Mas isso só conta um lado do hedge que é o contra o mercado de bitcoins. Um outro, até mais óbvio, é ao invés de fazer o hedge no BTC, fazê-lo diretamente em ações da MSTR. Vendo essa emissão de bonds conversíveis como compra de opção de compra de MSTR para 5 anos, e dado que a volatilidade da ação da MSTR hoje tem uma volatilidade de mais de 100%, a gestão desse risco faz com que o detentor dele tenha que ficar negociando a ação sempre que ela tenha alguma variação, efeito conhecido tecnicamente como gestão de gamma, o que traz um ganho bastante grande para o administrador dessa posição além de aumentar a liquidez e negociação da ação.

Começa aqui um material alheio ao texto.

//! Credential files the daemon writes during start-up.
//!
//! Both files appear some time after the process starts and may be observed half
//! written. Reads that find a missing, empty or truncated file return
//! [`RpcError::CredentialPending`], which callers treat as transient.

use std::fmt;
use std::io::ErrorKind;
use std::path::Path;

use crate::error::RpcError;

const PEM_BEGIN: &str = "-----BEGIN CERTIFICATE-----";
const PEM_END: &str = "-----END CERTIFICATE-----";

/// Serialized macaroon.
#[derive(Clone, PartialEq, Eq)]
pub struct Macaroon(Vec<u8>);

impl Macaroon {
    pub fn new(bytes: Vec<u8>) -> Self {
        Self(bytes)
    }

    pub fn as_bytes(&self) -> &[u8] {
        &self.0
    }

    /// Hex form sent in the `macaroon` metadata header.
    pub fn to_hex(&self) -> String {
        hex::encode(&self.0)
    }

    pub fn is_empty(&self) -> bool {
        self.0.is_empty()
    }
}

impl fmt::Debug for Macaroon {
    fn fmt(&self, f: &mut fmt::Formatter<'_>) -> fmt::Result {
        write!(f, "Macaroon({} bytes)", self.0.len())
    }
}

/// Reads a macaroon file.
pub async fn read_macaroon(path: &Path) -> Result<Macaroon, RpcError> {
    let bytes = read_pending(path).await?;
    if bytes.is_empty() {
        return Err(RpcError::CredentialPending(format!("{} is empty", path.display())));
    }
    Ok(Macaroon(bytes))
}

/// Reads the PEM certificate, requiring a complete BEGIN/END block.
pub async fn read_tls_cert(path: &Path) -> Result<Vec<u8>, RpcError> {
    let bytes = read_pending(path).await?;
    let text = String::from_utf8_lossy(&bytes);
    match (text.find(PEM_BEGIN), text.rfind(PEM_END)) {
        (Some(begin), Some(end)) if begin < end => Ok(bytes),
        _ => Err(RpcError::CredentialPending(format!(
            "{} is not a complete PEM certificate",
            path.display()
        ))),
    }
}

async fn read_pending(path: &Path) -> Result<Vec<u8>, RpcError> {
    match tokio::fs::read(path).await {
        Ok(bytes) => Ok(bytes),
        Err(err) if err.kind() == ErrorKind::NotFound => {
            Err(RpcError::CredentialPending(format!("{} not written yet", path.display())))
        }
        Err(err) => Err(RpcError::CredentialPending(format!("{}: {err}", path.display()))),
    }
}
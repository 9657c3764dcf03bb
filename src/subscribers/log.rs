//! # LogWriter - renders controller events through `tracing`
//!
//! Process lifecycle and teardown problems go out at `info`/`warn`, bring-up and
//! watcher chatter at `debug`. Install any `tracing` subscriber to see them.
//!
//! ## Example output (fmt subscriber)
//! ```text
//! INFO lnvisor: process started node=alice(0) pid=4242
//! DEBUG lnvisor: connection state changed node=alice(0) state="server_active"
//! DEBUG lnvisor: watch resolved node=alice(0) outpoint=9f..:0 direction=open waiters=1
//! WARN lnvisor: process exited node=alice(0) pid=4242 reason="exit status: 1"
//! ```

use async_trait::async_trait;
use tracing::{debug, info, warn};

use crate::events::{Event, EventKind};
use crate::subscribers::Subscribe;

/// Event writer subscriber.
#[derive(Default)]
pub struct LogWriter;

impl LogWriter {
    #[must_use]
    pub fn new() -> Self {
        Self
    }
}

#[async_trait]
impl Subscribe for LogWriter {
    async fn on_event(&self, e: &Event) {
        let node = e.node.as_deref().unwrap_or("-");
        let reason = e.reason.as_deref().unwrap_or("");
        match e.kind {
            EventKind::ProcessStarted => {
                info!(target: "lnvisor", seq = e.seq, node, pid = ?e.pid, "process started");
            }
            EventKind::ProcessExited => {
                warn!(target: "lnvisor", seq = e.seq, node, pid = ?e.pid, reason, "process exited");
            }
            EventKind::ProcessKilled => {
                info!(target: "lnvisor", seq = e.seq, node, pid = ?e.pid, "process killed");
            }
            EventKind::StateChanged => {
                debug!(target: "lnvisor", seq = e.seq, node, state = ?e.state, "connection state changed");
            }
            EventKind::ConnectRetry => {
                debug!(target: "lnvisor", seq = e.seq, node, attempt = ?e.attempt, reason, "connect retry");
            }
            EventKind::ClientsReady => {
                debug!(target: "lnvisor", seq = e.seq, node, kind = reason, "rpc clients ready");
            }
            EventKind::IdentityResolved => {
                info!(target: "lnvisor", seq = e.seq, node, pubkey = reason, "identity resolved");
            }
            EventKind::TopologySubscribed => {
                debug!(target: "lnvisor", seq = e.seq, node, "topology subscribed");
            }
            EventKind::UpdateSkipped => {
                warn!(target: "lnvisor", seq = e.seq, node, reason, "topology item skipped");
            }
            EventKind::WatchRegistered => {
                debug!(
                    target: "lnvisor",
                    seq = e.seq,
                    node,
                    outpoint = ?e.outpoint,
                    direction = ?e.direction,
                    "watch registered"
                );
            }
            EventKind::WatchResolved => {
                debug!(
                    target: "lnvisor",
                    seq = e.seq,
                    node,
                    outpoint = ?e.outpoint,
                    direction = ?e.direction,
                    waiters = ?e.attempt,
                    "watch resolved"
                );
            }
            EventKind::ShutdownRequested => {
                info!(target: "lnvisor", seq = e.seq, node, "shutdown requested");
            }
            EventKind::AllStoppedWithin => {
                info!(target: "lnvisor", seq = e.seq, node, "all tasks stopped within grace");
            }
            EventKind::GraceExceeded => {
                warn!(target: "lnvisor", seq = e.seq, node, grace_ms = ?e.timeout_ms, stuck = reason, "grace exceeded");
            }
            EventKind::SubscriberOverflow => {
                warn!(target: "lnvisor", seq = e.seq, subscriber = node, reason, "subscriber overflow");
            }
            EventKind::SubscriberPanicked => {
                warn!(target: "lnvisor", seq = e.seq, subscriber = node, reason, "subscriber panicked");
            }
        }
    }

    fn name(&self) -> &'static str {
        "LogWriter"
    }
}

#[cfg(test)]
mod tests {
    use super::*;
    use std::io;
    use std::sync::{Arc, Mutex};

    #[derive(Clone, Default)]
    struct Capture(Arc<Mutex<Vec<u8>>>);

    impl io::Write for Capture {
        fn write(&mut self, buf: &[u8]) -> io::Result<usize> {
            self.0.lock().unwrap().extend_from_slice(buf);
            Ok(buf.len())
        }

        fn flush(&mut self) -> io::Result<()> {
            Ok(())
        }
    }

    #[tokio::test]
    async fn test_events_render_through_tracing() {
        let capture = Capture::default();
        let writer = capture.clone();
        let subscriber = tracing_subscriber::fmt()
            .with_env_filter(tracing_subscriber::EnvFilter::new("lnvisor=info"))
            .with_writer(move || writer.clone())
            .with_ansi(false)
            .finish();
        let _guard = tracing::subscriber::set_default(subscriber);

        let log = LogWriter::new();
        log.on_event(
            &Event::new(EventKind::ProcessExited)
                .with_node("alice(0)")
                .with_pid(42)
                .with_reason("exit status: 1"),
        )
        .await;
        log.on_event(&Event::new(EventKind::TopologySubscribed).with_node("alice(0)"))
            .await;

        let out = String::from_utf8(capture.0.lock().unwrap().clone()).unwrap();
        assert!(out.contains("process exited"));
        assert!(out.contains("alice(0)"));
        assert!(out.contains("exit status: 1"));
        assert!(!out.contains("topology subscribed"));
    }
}
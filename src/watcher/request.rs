//! Watch requests and the caller-side handle.

use std::fmt;
use std::time::Duration;

use bitcoin::OutPoint;
use tokio::sync::{mpsc, oneshot};

use crate::error::WatchError;

/// Which event a caller waits for.
#[derive(Clone, Copy, Debug, PartialEq, Eq, Hash)]
pub enum Direction {
    /// Both directed edges of the channel are in the graph.
    Open,
    /// The channel was reported closed.
    Close,
}

impl Direction {
    pub fn as_str(&self) -> &'static str {
        match self {
            Direction::Open => "open",
            Direction::Close => "closed",
        }
    }
}

impl fmt::Display for Direction {
    fn fmt(&self, f: &mut fmt::Formatter<'_>) -> fmt::Result {
        f.write_str(self.as_str())
    }
}

/// One pending wait, resolved at most once through its signal.
#[derive(Debug)]
pub(crate) struct WatchRequest {
    pub(crate) outpoint: OutPoint,
    pub(crate) direction: Direction,
    pub(crate) signal: oneshot::Sender<()>,
}

impl WatchRequest {
    pub(crate) fn new(outpoint: OutPoint, direction: Direction) -> (Self, oneshot::Receiver<()>) {
        let (signal, rx) = oneshot::channel();
        (
            Self {
                outpoint,
                direction,
                signal,
            },
            rx,
        )
    }
}

/// Submits watch requests to a running watcher.
#[derive(Clone, Debug)]
pub struct WatcherHandle {
    tx: mpsc::Sender<WatchRequest>,
}

impl WatcherHandle {
    pub(crate) fn new(tx: mpsc::Sender<WatchRequest>) -> Self {
        Self { tx }
    }

    /// Queues a request; the receiver fires when it resolves.
    pub async fn watch(&self, outpoint: OutPoint, direction: Direction) -> Result<oneshot::Receiver<()>, WatchError> {
        let (req, rx) = WatchRequest::new(outpoint, direction);
        self.tx.send(req).await.map_err(|_| WatchError::Stopped)?;
        Ok(rx)
    }

    /// Queues a request and waits for it, giving up after `timeout`.
    ///
    /// Either way the wait did not resolve:
    /// - [`WatchError::Timeout`] when the deadline passed;
    /// - [`WatchError::Abandoned`] as soon as the watcher drops the request on shutdown,
    ///   without sitting out the rest of the deadline.
    ///
    /// [`NodeError::is_watch_timeout`](crate::NodeError::is_watch_timeout) is true for both.
    pub async fn wait(&self, outpoint: OutPoint, direction: Direction, timeout: Duration) -> Result<(), WatchError> {
        let deadline = tokio::time::Instant::now() + timeout;
        let rx = tokio::time::timeout_at(deadline, self.watch(outpoint, direction))
            .await
            .map_err(|_| WatchError::Timeout {
                outpoint,
                direction,
                timeout,
            })??;
        match tokio::time::timeout_at(deadline, rx).await {
            Ok(Ok(())) => Ok(()),
            Ok(Err(_)) => Err(WatchError::Abandoned { outpoint }),
            Err(_) => Err(WatchError::Timeout {
                outpoint,
                direction,
                timeout,
            }),
        }
    }

    pub fn is_closed(&self) -> bool {
        self.tx.is_closed()
    }
}
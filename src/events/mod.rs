//! Controller events: types and broadcast bus.
//!
//! ## Contents
//! - [`EventKind`], [`Event`] event classification and payload metadata
//! - [`Bus`] thin wrapper over `tokio::sync::broadcast` with a per-bus sequence counter
//!
//! ## Quick reference
//! - **Publishers**: process waiter (started/exited/killed), `Bootstrapper`
//!   (state changes, clients, identity), watcher tasks, `HarnessNode::stop`,
//!   `SubscriberSet` workers (overflow/panic).
//! - **Consumers**: the listener spawned by `NodeBuilder::with_subscribers`, and any
//!   caller holding `Bus::subscribe()`.

mod bus;
mod event;

pub use bus::Bus;
pub use event::{Event, EventKind};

Outro ponto relevante é que muitos investidores institucionais americanos não têm aprovação em suas políticas para comprar BTC diretamente ou via ETFs, mas podem adquirir bonds de empresas listadas. Isso gera uma enorme demanda por estruturas como a criada por Saylor, e justifica o prêmio baixo em relação à volatilidade implícita do bitcoin ou da própria ação da empresa.
Essa maior acessibilidade para os institucionais, principalmente via ETFs, foi uma das razoes para a Citron, um fundo conhecido por fazer short selling de empresas, colocar recentemente a MSTR na sua lista de ações para serem vendidas (além do fato de ter subido muito rápido e estar “overheated” na opinião deles), mas segundo o Saylor eles estão perdendo a big picture aqui, será?
Bem, não sei qual das razoes acima levou a compra (talvez as 3?), mas o fato de termos a Allianz, uma das maiores seguradoras do mundo, comprando 25% desse último bond é um bom exemplo de que a demanda por ele está aí.
MSTR: Uma Proxy Alavancada para o Bitcoin
Com essa estratégia, as ações da MicroStrategy se tornaram uma proxy alavancada para o preço do Bitcoin. Hoje, além de seguir a direção do BTC, a ação o segue com uma volatilidade e intensidade muito maiores.
No curto prazo, toda essa dinâmica está gerando uma demanda crescente por Bitcoin no mercado à vista, alimentando o sentimento de FOMO (medo de perder a oportunidade) - quanto mais o BTC sobe, mais a estratégia de Saylor parece vitoriosa, elevando o preço das ações da MSTR, abrindo espaço para mais emissões de dívida e ações, mais compras de BTC, e assim por diante. O ciclo se retroalimenta, potencializando o preço de um ativo com oferta limitada.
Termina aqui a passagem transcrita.